Erika Szabo, de 52 años, de padre mallorquín y de madre húngara, está inmovilizada en una cama de dos metros llena de mantas, cojines y carpetas con documentación importante. A su derecha, una estantería repleta de medicamentos esenciales: los que toma para el dolor y los efectos colaterales, que le ha producido su cáncer estos últimos cuatro años.
Vive con su madre Jozsefne en un piso donde silencio y frío dominan el ambiente. Frío porque apenas está amueblado. Su pesadilla comenzó cuando los vecinos de su finca, ubicada en Can Pastilla, empezaron a complicarle la existencia: ruido de fondo, vigilancia constante y «amenazas».
Erika y su madre alquilaron esta vivienda en 2021 por 780 euros al mes y gastos aparte. Tuvieron dificultades para pagar, aunque aseguraron a los propietarios que lo harían. «Ellos saben que les hemos ingresado todas las facturas de gastos, y cuando hemos reunido el dinero, también la mensualidad. Yo en mi estado, enferma, ¿a dónde me voy ahora?», se pregunta Erika. Está en proceso de desahucio.
Cuando su madre Jozsefne sale a comprar, se prepara como si saliera a un campo de minas.

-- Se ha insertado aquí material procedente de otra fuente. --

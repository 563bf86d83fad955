//! The refresh path: performs a bulk evaluation, updates the cache and publishes the resulting
//! provider event.
//!
//! [`Refresher`] is the only writer of the flag cache, the `ETag` and the retry gate. It is owned
//! by the poller thread, so refreshes never race with each other.
use std::sync::Arc;

use chrono::Utc;

use crate::{
    api::{BulkEvaluation, OfrepApi},
    context::ContextSlot,
    events::{ProviderEvent, ProviderStatus},
    flag_cache::FlagCache,
    rate_limit::RetryGate,
    EvaluatedFlag, Error, EvaluationContext, Result,
};

/// Why a refresh is performed. It decides which event the outcome produces.
#[derive(Debug, Clone, Copy, PartialEq, Eq)]
pub(crate) enum RefreshTrigger {
    /// First refresh after initialization.
    Initial,
    /// Periodic refresh.
    Poll,
    /// Out-of-band refresh after the evaluation context changed.
    ContextChange,
}

/// What happened to the result of a refresh.
#[derive(Debug, Clone, Copy, PartialEq, Eq)]
pub(crate) enum RefreshOutcome {
    /// The result has been applied to the cache and the provider state.
    Applied,
    /// The context changed while the request was in flight. The result was discarded, the
    /// refresh scheduled by the context change takes over.
    Superseded,
}

/// Outcome of a bulk evaluation that did not fail.
#[derive(Debug, Clone, PartialEq)]
enum BulkEvaluationStatus {
    Updated(Vec<EvaluatedFlag>),
    NotModified,
    /// The request was not sent, or was rejected, because of rate limiting.
    RateLimited,
}

pub(crate) struct Refresher {
    api: OfrepApi,
    gate: RetryGate,
    cache: Arc<FlagCache>,
    context: Arc<ContextSlot>,
    status: Arc<ProviderStatus>,
}

impl Refresher {
    pub fn new(
        api: OfrepApi,
        cache: Arc<FlagCache>,
        context: Arc<ContextSlot>,
        status: Arc<ProviderStatus>,
    ) -> Refresher {
        Refresher {
            api,
            gate: RetryGate::new(),
            cache,
            context,
            status,
        }
    }

    /// Evaluate flags for the active context and publish the resulting event.
    ///
    /// Returns the error, if any, so the caller can report the outcome of the initial refresh.
    pub fn refresh(&mut self, trigger: RefreshTrigger) -> Result<RefreshOutcome> {
        let (context, generation) = self.context.snapshot();
        let etag = self.api.etag().map(str::to_owned);

        let result = self.evaluate_flags(context.as_ref());

        // The context stays locked while the result is applied.
        let applied = self
            .context
            .if_current(generation, || self.apply(result, trigger));
        match applied {
            Some(applied) => applied.map(|()| RefreshOutcome::Applied),
            None => {
                log::debug!(target: "ofrep", "context changed during bulk evaluation, discarding result");
                // The validator belongs to the discarded response.
                self.api.set_etag(etag);
                Ok(RefreshOutcome::Superseded)
            }
        }
    }

    fn apply(&self, result: Result<BulkEvaluationStatus>, trigger: RefreshTrigger) -> Result<()> {
        match (result, trigger) {
            (Ok(BulkEvaluationStatus::Updated(flags)), _) => {
                self.cache.replace(flags);
                self.status.emit(ProviderEvent::Ready);
            }
            (Ok(BulkEvaluationStatus::NotModified), RefreshTrigger::Initial)
            | (Ok(BulkEvaluationStatus::NotModified), RefreshTrigger::ContextChange) => {
                self.status.emit(ProviderEvent::Ready);
            }
            (Ok(BulkEvaluationStatus::NotModified), RefreshTrigger::Poll) => {
                // Nothing changed, the provider is already in the right state.
            }
            (Ok(BulkEvaluationStatus::RateLimited), RefreshTrigger::Initial) => {
                // There is no usable cache yet, so this is an error rather than staleness.
                let retry_after = self.gate.retry_after().map(|at| at.to_rfc2822());
                let error = Error::TooManyRequests { retry_after };
                self.status.emit(ProviderEvent::Error(error.clone()));
                return Err(error);
            }
            (Ok(BulkEvaluationStatus::RateLimited), RefreshTrigger::Poll)
            | (Ok(BulkEvaluationStatus::RateLimited), RefreshTrigger::ContextChange) => {
                // Silent when the context change already made the provider stale.
                self.status.emit_if_changed(ProviderEvent::Stale);
            }
            (Err(err), _) => {
                log::warn!(target: "ofrep", "failed to refresh flags: {}", err);
                self.status.emit(ProviderEvent::Error(err.clone()));
                return Err(err);
            }
        }
        Ok(())
    }

    fn evaluate_flags(&mut self, context: Option<&EvaluationContext>) -> Result<BulkEvaluationStatus> {
        let now = Utc::now();
        if self.gate.should_skip(now) {
            log::debug!(target: "ofrep", "skipping bulk evaluation, rate limited until {:?}", self.gate.retry_after());
            return Ok(BulkEvaluationStatus::RateLimited);
        }

        match self.api.post_bulk_evaluate_flags(context) {
            Ok(BulkEvaluation::Updated(flags)) => Ok(BulkEvaluationStatus::Updated(flags)),
            Ok(BulkEvaluation::NotModified) => Ok(BulkEvaluationStatus::NotModified),
            Err(Error::TooManyRequests { retry_after }) => {
                log::info!(target: "ofrep", "bulk evaluation rate limited (retry-after: {:?})", retry_after);
                self.gate.record_retry_after(retry_after.as_deref(), now);
                Ok(BulkEvaluationStatus::RateLimited)
            }
            Err(err) => Err(err),
        }
    }
}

Se pone un auricular en la oreja, ambas se llaman desde sus respectivos móviles y ella se lo guarda en uno de los bolsillos de su mochila. Además, coge un carrito. Durante la entrevista, Jozsefne salió a comprar y se escuchaban las conversaciones con las empleadas del supermercado y algunos comentarios de vecinos contra ella. «Esta es la realidad», expone Erika.
«Si tuviera dinero, nos hubiéramos ido. Hay vecinos que nos tiran agua sucia a nuestra ropa tendida». Ella y su madre hicieron recientemente un comunicado en redes sociales, desesperadas por encontrar un nuevo hogar y «poder curarme de una vez de mi cáncer, que ha empeorado desde que estoy en esta casa llena de humedades y frío». En la misiva, piden un hogar rústico donde puedan encargarse del mantenimiento, incluso «mi madre sabe cuidar de una granja».
Marcada por las tragedias
Erika se marchó de Mallorca con su madre hacia Budapest cuando su padre, siendo tan solo una niña, murió. No volvió a pisar Balears hasta sus 27 años. Ella sabe cinco idiomas, ha estudiado para ser guía turística, cocina, estadística y mecanografía. Pero conoció a un chico con el que estuvo 10 años. Y ahí empezaron las tragedias. «Trabajé todo ese tiempo con abogados, cobraba bien pero entregaba todo el dinero a mi pareja, ya que en ese momento construía una casa para los dos. Mientras, dormíamos en una autocaravana», rememora. Cuando terminó el chalet, él la dejó y no le dio nada. Erika tuvo que volver a nacer.
Ha dormido en su coche, en malas condiciones, y tuvo que vender algunos terrenos que tenía en Hungría. Con su madre, ha estado hasta ahora de alquiler en alquiler. Viven con una pensión de invalidez de Jozsefne y otra que tiene Erika, aunque está a la espera de que el Tribunal Médico le otorgue tres puntos más por su enfermedad para obtener así la minusvalía. A pesar de todo, ha habido milagros en la vida de Erika, como un COVID-19 que, mezclado con su cáncer, casi le mató pero sobrevivió.
La semana pasada recibieron un aviso del juzgado que notificaba el lanzamiento el 28 de marzo. Sin embargo, era un documento «no autorizado por el mismo juzgado porque no consta dicha notificación», ha podido averiguar este periódico. Erika y su madre piden ayuda para encontrar un hogar digno.